___ THE INPUT

// Copyright (c) 2025 Geoffrey Huntley <ghuntley@ghuntley.com>. All rights reserved.
// SPDX-License-Identifier: Proprietary

//! Identity, role and path-pattern authorization primitives for Warden.
//!
//! This crate holds everything the access-decision layer needs without
//! touching persistence:
//!
//! - **ID newtypes**: [`UserId`], [`RoleId`], [`ShareId`], [`SecretId`]
//! - **Closed enums**: [`Permission`], [`SecretType`], [`PermissionLevel`]
//! - **Path patterns**: [`PathPattern`] compiled once at role creation
//! - **Pure decision engine**: [`is_allowed`] over subject/resource attributes
//! - **User model**: validation, reserved usernames, Argon2id hashing

mod argon2_config;
pub mod engine;
pub mod error;
pub mod pattern;
pub mod role;
pub mod types;
pub mod user;

pub use engine::{is_allowed, ResourceAttrs, RoleAttr, ShareAttr, SubjectAttrs};
pub use error::{AuthError, AuthResult};
pub use pattern::PathPattern;
pub use role::{Role, RoleSpec};
pub use types::{Permission, PermissionLevel, RoleId, SecretId, SecretType, ShareId, UserId};
pub use user::{
	hash_password, validate_email, validate_username, verify_password, User, RESERVED_USERNAMES,
};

______

At the line containing "pub mod engine;", start copying. Continue exactly through the final line of the entries above and stop there.

EXPECTED ANSWER:
pub mod engine;
pub mod error;
pub mod pattern;
pub mod role;
pub mod types;
pub mod user;

pub use engine::{is_allowed, ResourceAttrs, RoleAttr, ShareAttr, SubjectAttrs};
pub use error::{AuthError, AuthResult};
pub use pattern::PathPattern;
pub use role::{Role, RoleSpec};
pub use types::{Permission, PermissionLevel, RoleId, SecretId, SecretType, ShareId, UserId};
pub use user::{
	hash_password, validate_email, validate_username, verify_password, User, RESERVED_USERNAMES,
};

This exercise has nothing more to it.